Your instructions - Reproduce the top of the data verbatim, through and including the line that contains "use std::sync::Arc;".

Input data -
>>>>

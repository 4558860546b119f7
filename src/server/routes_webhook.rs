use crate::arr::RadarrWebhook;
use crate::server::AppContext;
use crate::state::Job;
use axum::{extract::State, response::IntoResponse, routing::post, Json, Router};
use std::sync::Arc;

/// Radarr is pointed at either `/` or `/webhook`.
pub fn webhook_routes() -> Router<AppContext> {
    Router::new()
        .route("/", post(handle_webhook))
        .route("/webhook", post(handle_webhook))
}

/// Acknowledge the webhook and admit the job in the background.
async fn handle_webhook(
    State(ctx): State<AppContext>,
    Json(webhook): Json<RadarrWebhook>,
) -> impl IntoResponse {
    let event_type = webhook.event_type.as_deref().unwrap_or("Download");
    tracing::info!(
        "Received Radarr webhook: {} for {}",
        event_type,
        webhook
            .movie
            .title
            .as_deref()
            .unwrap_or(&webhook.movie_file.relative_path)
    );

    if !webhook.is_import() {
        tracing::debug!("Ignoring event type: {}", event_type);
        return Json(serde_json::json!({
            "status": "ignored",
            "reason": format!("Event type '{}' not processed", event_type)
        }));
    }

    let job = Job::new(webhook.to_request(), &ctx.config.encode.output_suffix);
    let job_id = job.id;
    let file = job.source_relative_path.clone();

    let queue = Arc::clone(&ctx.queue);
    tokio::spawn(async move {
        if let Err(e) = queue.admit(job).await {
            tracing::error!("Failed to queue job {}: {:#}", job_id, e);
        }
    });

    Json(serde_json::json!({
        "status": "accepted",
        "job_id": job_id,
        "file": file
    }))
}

<<<<

Response to this exercise -
repository 4558860546b119f7
filename src/server/routes_webhook.rs
use crate::arr::RadarrWebhook;
use crate::server::AppContext;
use crate::state::Job;
use axum::{extract::State, response::IntoResponse, routing::post, Json, Router};
use std::sync::Arc;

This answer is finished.